• _PROBLEM TO WORK ON_
Exact duplicates of all the records are needed.

(DATA TO PROCESS)

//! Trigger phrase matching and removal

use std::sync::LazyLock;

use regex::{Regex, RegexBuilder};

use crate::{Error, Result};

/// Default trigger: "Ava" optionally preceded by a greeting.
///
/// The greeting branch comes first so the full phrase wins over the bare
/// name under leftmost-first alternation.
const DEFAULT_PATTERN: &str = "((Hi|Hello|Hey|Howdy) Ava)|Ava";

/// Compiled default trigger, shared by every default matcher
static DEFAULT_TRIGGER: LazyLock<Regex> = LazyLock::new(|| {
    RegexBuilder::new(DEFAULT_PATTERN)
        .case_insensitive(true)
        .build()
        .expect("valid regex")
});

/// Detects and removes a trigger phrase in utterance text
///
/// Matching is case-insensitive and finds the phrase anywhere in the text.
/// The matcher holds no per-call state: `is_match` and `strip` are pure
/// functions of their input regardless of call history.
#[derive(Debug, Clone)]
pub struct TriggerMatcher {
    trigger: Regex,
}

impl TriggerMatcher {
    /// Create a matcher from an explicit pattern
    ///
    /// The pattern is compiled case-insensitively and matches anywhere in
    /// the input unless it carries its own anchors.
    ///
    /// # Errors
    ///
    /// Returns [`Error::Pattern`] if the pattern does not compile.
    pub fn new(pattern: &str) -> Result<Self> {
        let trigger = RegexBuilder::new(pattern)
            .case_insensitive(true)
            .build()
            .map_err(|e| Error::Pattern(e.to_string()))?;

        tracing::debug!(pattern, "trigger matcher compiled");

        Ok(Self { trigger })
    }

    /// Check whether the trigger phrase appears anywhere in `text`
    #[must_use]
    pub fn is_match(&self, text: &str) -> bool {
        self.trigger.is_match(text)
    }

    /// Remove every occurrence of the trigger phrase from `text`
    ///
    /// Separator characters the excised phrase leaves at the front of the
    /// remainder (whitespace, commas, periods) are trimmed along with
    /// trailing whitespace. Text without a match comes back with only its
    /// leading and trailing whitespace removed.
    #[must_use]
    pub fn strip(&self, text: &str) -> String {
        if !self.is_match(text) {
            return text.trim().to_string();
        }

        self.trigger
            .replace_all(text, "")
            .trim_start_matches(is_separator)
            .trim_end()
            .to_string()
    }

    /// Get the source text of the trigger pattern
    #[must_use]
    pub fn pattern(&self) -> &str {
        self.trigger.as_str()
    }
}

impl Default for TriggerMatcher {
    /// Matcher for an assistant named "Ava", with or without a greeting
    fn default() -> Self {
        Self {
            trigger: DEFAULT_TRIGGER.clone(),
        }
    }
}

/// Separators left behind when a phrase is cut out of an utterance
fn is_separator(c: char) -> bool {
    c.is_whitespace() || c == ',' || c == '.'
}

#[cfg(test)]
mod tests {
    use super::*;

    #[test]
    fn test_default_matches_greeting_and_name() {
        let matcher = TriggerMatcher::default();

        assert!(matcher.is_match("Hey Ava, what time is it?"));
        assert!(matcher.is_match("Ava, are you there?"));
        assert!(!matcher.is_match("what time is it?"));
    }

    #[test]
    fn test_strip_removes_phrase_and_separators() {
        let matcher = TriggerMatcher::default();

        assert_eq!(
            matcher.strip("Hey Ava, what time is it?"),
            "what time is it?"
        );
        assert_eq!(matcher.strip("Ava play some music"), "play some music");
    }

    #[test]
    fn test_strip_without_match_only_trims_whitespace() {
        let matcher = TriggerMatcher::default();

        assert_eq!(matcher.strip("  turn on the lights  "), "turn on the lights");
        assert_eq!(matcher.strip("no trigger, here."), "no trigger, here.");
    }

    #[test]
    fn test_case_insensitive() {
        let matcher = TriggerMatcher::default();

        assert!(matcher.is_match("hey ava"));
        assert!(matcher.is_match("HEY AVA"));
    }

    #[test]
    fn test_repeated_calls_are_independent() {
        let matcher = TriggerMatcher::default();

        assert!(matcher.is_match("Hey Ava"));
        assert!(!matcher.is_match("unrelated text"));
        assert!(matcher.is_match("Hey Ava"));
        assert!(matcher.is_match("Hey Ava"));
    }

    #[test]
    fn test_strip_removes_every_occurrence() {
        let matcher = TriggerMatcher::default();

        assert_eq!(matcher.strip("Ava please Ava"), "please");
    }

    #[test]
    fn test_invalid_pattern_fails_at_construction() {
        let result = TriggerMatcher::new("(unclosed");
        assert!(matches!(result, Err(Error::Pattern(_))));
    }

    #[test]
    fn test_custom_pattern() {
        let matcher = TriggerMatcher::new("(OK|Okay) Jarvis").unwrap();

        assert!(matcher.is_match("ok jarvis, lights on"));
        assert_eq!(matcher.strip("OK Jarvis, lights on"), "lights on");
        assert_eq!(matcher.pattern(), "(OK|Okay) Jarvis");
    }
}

(End DATA TO PROCESS)

• _SOLUTION BELOW_
//! Trigger phrase matching and removal

use std::sync::LazyLock;

use regex::{Regex, RegexBuilder};

use crate::{Error, Result};

/// Default trigger: "Ava" optionally preceded by a greeting.
///
/// The greeting branch comes first so the full phrase wins over the bare
/// name under leftmost-first alternation.
const DEFAULT_PATTERN: &str = "((Hi|Hello|Hey|Howdy) Ava)|Ava";

/// Compiled default trigger, shared by every default matcher
static DEFAULT_TRIGGER: LazyLock<Regex> = LazyLock::new(|| {
    RegexBuilder::new(DEFAULT_PATTERN)
        .case_insensitive(true)
        .build()
        .expect("valid regex")
});

/// Detects and removes a trigger phrase in utterance text
///
/// Matching is case-insensitive and finds the phrase anywhere in the text.
/// The matcher holds no per-call state: `is_match` and `strip` are pure
/// functions of their input regardless of call history.
#[derive(Debug, Clone)]
pub struct TriggerMatcher {
    trigger: Regex,
}

impl TriggerMatcher {
    /// Create a matcher from an explicit pattern
    ///
    /// The pattern is compiled case-insensitively and matches anywhere in
    /// the input unless it carries its own anchors.
    ///
    /// # Errors
    ///
    /// Returns [`Error::Pattern`] if the pattern does not compile.
    pub fn new(pattern: &str) -> Result<Self> {
        let trigger = RegexBuilder::new(pattern)
            .case_insensitive(true)
            .build()
            .map_err(|e| Error::Pattern(e.to_string()))?;

        tracing::debug!(pattern, "trigger matcher compiled");

        Ok(Self { trigger })
    }

    /// Check whether the trigger phrase appears anywhere in `text`
    #[must_use]
    pub fn is_match(&self, text: &str) -> bool {
        self.trigger.is_match(text)
    }

    /// Remove every occurrence of the trigger phrase from `text`
    ///
    /// Separator characters the excised phrase leaves at the front of the
    /// remainder (whitespace, commas, periods) are trimmed along with
    /// trailing whitespace. Text without a match comes back with only its
    /// leading and trailing whitespace removed.
    #[must_use]
    pub fn strip(&self, text: &str) -> String {
        if !self.is_match(text) {
            return text.trim().to_string();
        }

        self.trigger
            .replace_all(text, "")
            .trim_start_matches(is_separator)
            .trim_end()
            .to_string()
    }

    /// Get the source text of the trigger pattern
    #[must_use]
    pub fn pattern(&self) -> &str {
        self.trigger.as_str()
    }
}

impl Default for TriggerMatcher {
    /// Matcher for an assistant named "Ava", with or without a greeting
    fn default() -> Self {
        Self {
            trigger: DEFAULT_TRIGGER.clone(),
        }
    }
}

/// Separators left behind when a phrase is cut out of an utterance
fn is_separator(c: char) -> bool {
    c.is_whitespace() || c == ',' || c == '.'
}

#[cfg(test)]
mod tests {
    use super::*;

    #[test]
    fn test_default_matches_greeting_and_name() {
        let matcher = TriggerMatcher::default();

        assert!(matcher.is_match("Hey Ava, what time is it?"));
        assert!(matcher.is_match("Ava, are you there?"));
        assert!(!matcher.is_match("what time is it?"));
    }

    #[test]
    fn test_strip_removes_phrase_and_separators() {
        let matcher = TriggerMatcher::default();

        assert_eq!(
            matcher.strip("Hey Ava, what time is it?"),
            "what time is it?"
        );
        assert_eq!(matcher.strip("Ava play some music"), "play some music");
    }

    #[test]
    fn test_strip_without_match_only_trims_whitespace() {
        let matcher = TriggerMatcher::default();

        assert_eq!(matcher.strip("  turn on the lights  "), "turn on the lights");
        assert_eq!(matcher.strip("no trigger, here."), "no trigger, here.");
    }

    #[test]
    fn test_case_insensitive() {
        let matcher = TriggerMatcher::default();

        assert!(matcher.is_match("hey ava"));
        assert!(matcher.is_match("HEY AVA"));
    }

    #[test]
    fn test_repeated_calls_are_independent() {
        let matcher = TriggerMatcher::default();

        assert!(matcher.is_match("Hey Ava"));
        assert!(!matcher.is_match("unrelated text"));
        assert!(matcher.is_match("Hey Ava"));
        assert!(matcher.is_match("Hey Ava"));
    }

    #[test]
    fn test_strip_removes_every_occurrence() {
        let matcher = TriggerMatcher::default();

        assert_eq!(matcher.strip("Ava please Ava"), "please");
    }

    #[test]
    fn test_invalid_pattern_fails_at_construction() {
        let result = TriggerMatcher::new("(unclosed");
        assert!(matches!(result, Err(Error::Pattern(_))));
    }

    #[test]
    fn test_custom_pattern() {
        let matcher = TriggerMatcher::new("(OK|Okay) Jarvis").unwrap();

        assert!(matcher.is_match("ok jarvis, lights on"));
        assert_eq!(matcher.strip("OK Jarvis, lights on"), "lights on");
        assert_eq!(matcher.pattern(), "(OK|Okay) Jarvis");
    }
}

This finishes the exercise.